──────── The data

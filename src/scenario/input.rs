use serde::{Deserialize, Serialize};

use super::types::{
    ClinicalScenario, ContrastAllergy, Medications, Modality, PregnancyStatus, PriorImaging,
    ProposedImaging, RedFlags, RenalFunction, Urgency,
};
use crate::error::{EngineResult, EvaluationError};

/// Proposed imaging as it arrives from a caller, before structural checks
#[derive(Debug, Clone, PartialEq, Default, Serialize, Deserialize)]
#[serde(rename_all = "camelCase", default)]
pub struct ImagingInput {
    pub modality: Option<String>,
    pub body_part: Option<String>,
    pub indication: Option<String>,
    pub urgency: Option<Urgency>,
    pub contrast: Option<bool>,
}

/// Raw scenario payload.
///
/// Mirrors [`ClinicalScenario`] but every structurally required field is
/// optional, so a payload with missing fields still deserializes and the
/// missing fields can be reported together.
#[derive(Debug, Clone, PartialEq, Default, Serialize, Deserialize)]
#[serde(rename_all = "camelCase", default)]
pub struct ScenarioInput {
    pub patient_age: Option<u32>,
    pub sex: Option<String>,
    pub chief_complaint: Option<String>,
    pub clinical_history: Option<String>,
    pub symptoms: Vec<String>,
    pub duration: Option<String>,
    pub red_flags: RedFlags,
    pub pregnancy_status: Option<PregnancyStatus>,
    pub contrast_allergy: Option<ContrastAllergy>,
    pub renal_function: Option<RenalFunction>,
    pub medications: Medications,
    pub conservative_therapy_tried: Option<bool>,
    pub proposed_imaging: Option<ImagingInput>,
    pub prior_imaging: Vec<PriorImaging>,
}

impl ScenarioInput {
    /// Wire names of every absent structural field, in declaration order
    pub fn missing_fields(&self) -> Vec<String> {
        let mut missing = Vec::new();

        if self.patient_age.is_none() {
            missing.push("patientAge".to_string());
        }
        if self.sex.is_none() {
            missing.push("sex".to_string());
        }
        if self.chief_complaint.is_none() {
            missing.push("chiefComplaint".to_string());
        }
        if self.duration.is_none() {
            missing.push("duration".to_string());
        }

        match &self.proposed_imaging {
            None => missing.push("proposedImaging".to_string()),
            Some(imaging) => {
                if imaging.modality.is_none() {
                    missing.push("proposedImaging.modality".to_string());
                }
                if imaging.body_part.is_none() {
                    missing.push("proposedImaging.bodyPart".to_string());
                }
                if imaging.indication.is_none() {
                    missing.push("proposedImaging.indication".to_string());
                }
            }
        }

        missing
    }

    /// Convert into a [`ClinicalScenario`], refusing when structural fields are absent
    pub fn into_scenario(self) -> EngineResult<ClinicalScenario> {
        let missing = self.missing_fields();
        if !missing.is_empty() {
            return Err(EvaluationError::MissingFields(missing));
        }

        // All `None`s were rejected above
        let (
            Some(patient_age),
            Some(sex),
            Some(chief_complaint),
            Some(duration),
            Some(ImagingInput {
                modality: Some(modality),
                body_part: Some(body_part),
                indication: Some(indication),
                urgency,
                contrast,
            }),
        ) = (
            self.patient_age,
            self.sex,
            self.chief_complaint,
            self.duration,
            self.proposed_imaging,
        )
        else {
            return Err(EvaluationError::MissingFields(Vec::new()));
        };

        Ok(ClinicalScenario {
            patient_age,
            sex,
            chief_complaint,
            clinical_history: self.clinical_history.unwrap_or_default(),
            symptoms: self.symptoms,
            duration,
            red_flags: self.red_flags,
            pregnancy_status: self.pregnancy_status,
            contrast_allergy: self.contrast_allergy,
            renal_function: self.renal_function,
            medications: self.medications,
            conservative_therapy_tried: self.conservative_therapy_tried,
            proposed_imaging: ProposedImaging {
                modality: Modality::parse(&modality),
                body_part,
                indication,
                urgency: urgency.unwrap_or_default(),
                contrast,
            },
            prior_imaging: self.prior_imaging,
        })
    }
}

impl From<ClinicalScenario> for ScenarioInput {
    fn from(s: ClinicalScenario) -> Self {
        Self {
            patient_age: Some(s.patient_age),
            sex: Some(s.sex),
            chief_complaint: Some(s.chief_complaint),
            clinical_history: Some(s.clinical_history),
            symptoms: s.symptoms,
            duration: Some(s.duration),
            red_flags: s.red_flags,
            pregnancy_status: s.pregnancy_status,
            contrast_allergy: s.contrast_allergy,
            renal_function: s.renal_function,
            medications: s.medications,
            conservative_therapy_tried: s.conservative_therapy_tried,
            proposed_imaging: Some(ImagingInput {
                modality: Some(s.proposed_imaging.modality.label().to_string()),
                body_part: Some(s.proposed_imaging.body_part),
                indication: Some(s.proposed_imaging.indication),
                urgency: Some(s.proposed_imaging.urgency),
                contrast: s.proposed_imaging.contrast,
            }),
            prior_imaging: s.prior_imaging,
        }
    }
}

#[cfg(test)]
mod tests {
    use super::*;

    #[test]
    fn test_empty_input_reports_all_structural_fields() {
        let missing = ScenarioInput::default().missing_fields();
        assert_eq!(
            missing,
            vec!["patientAge", "sex", "chiefComplaint", "duration", "proposedImaging"]
        );
    }

    #[test]
    fn test_missing_imaging_subfields() {
        let input = ScenarioInput {
            patient_age: Some(40),
            sex: Some("female".to_string()),
            chief_complaint: Some("headache".to_string()),
            duration: Some("2 weeks".to_string()),
            proposed_imaging: Some(ImagingInput {
                modality: Some("CT".to_string()),
                ..Default::default()
            }),
            ..Default::default()
        };
        let err = input.into_scenario().unwrap_err();
        match err {
            EvaluationError::MissingFields(fields) => {
                assert_eq!(
                    fields,
                    vec!["proposedImaging.bodyPart", "proposedImaging.indication"]
                );
            }
            other => panic!("unexpected error: {}", other),
        }
    }

    #[test]
    fn test_blank_strings_are_not_structural_errors() {
        let input = ScenarioInput {
            patient_age: Some(40),
            sex: Some("  ".to_string()),
            chief_complaint: Some(String::new()),
            duration: Some(String::new()),
            proposed_imaging: Some(ImagingInput {
                modality: Some("MRI".to_string()),
                body_part: Some(String::new()),
                indication: Some(String::new()),
                ..Default::default()
            }),
            ..Default::default()
        };
        let scenario = input.into_scenario().unwrap();
        assert_eq!(scenario.proposed_imaging.modality, Modality::Mri);
        assert!(scenario.clinical_history.is_empty());
    }

    #[test]
    fn test_round_trip_through_clinical_scenario() {
        let scenario = ClinicalScenario::new(
            30,
            "female",
            "RLQ pain",
            "1 day",
            ProposedImaging::new(Modality::Ultrasound, "abdomen", "appendicitis"),
        );
        let back = ScenarioInput::from(scenario.clone()).into_scenario().unwrap();
        assert_eq!(back, scenario);
    }
}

────────────────

Required action
Exactly one number is wanted in reply: the count of lines above that hold the string "symptoms".

Response box
3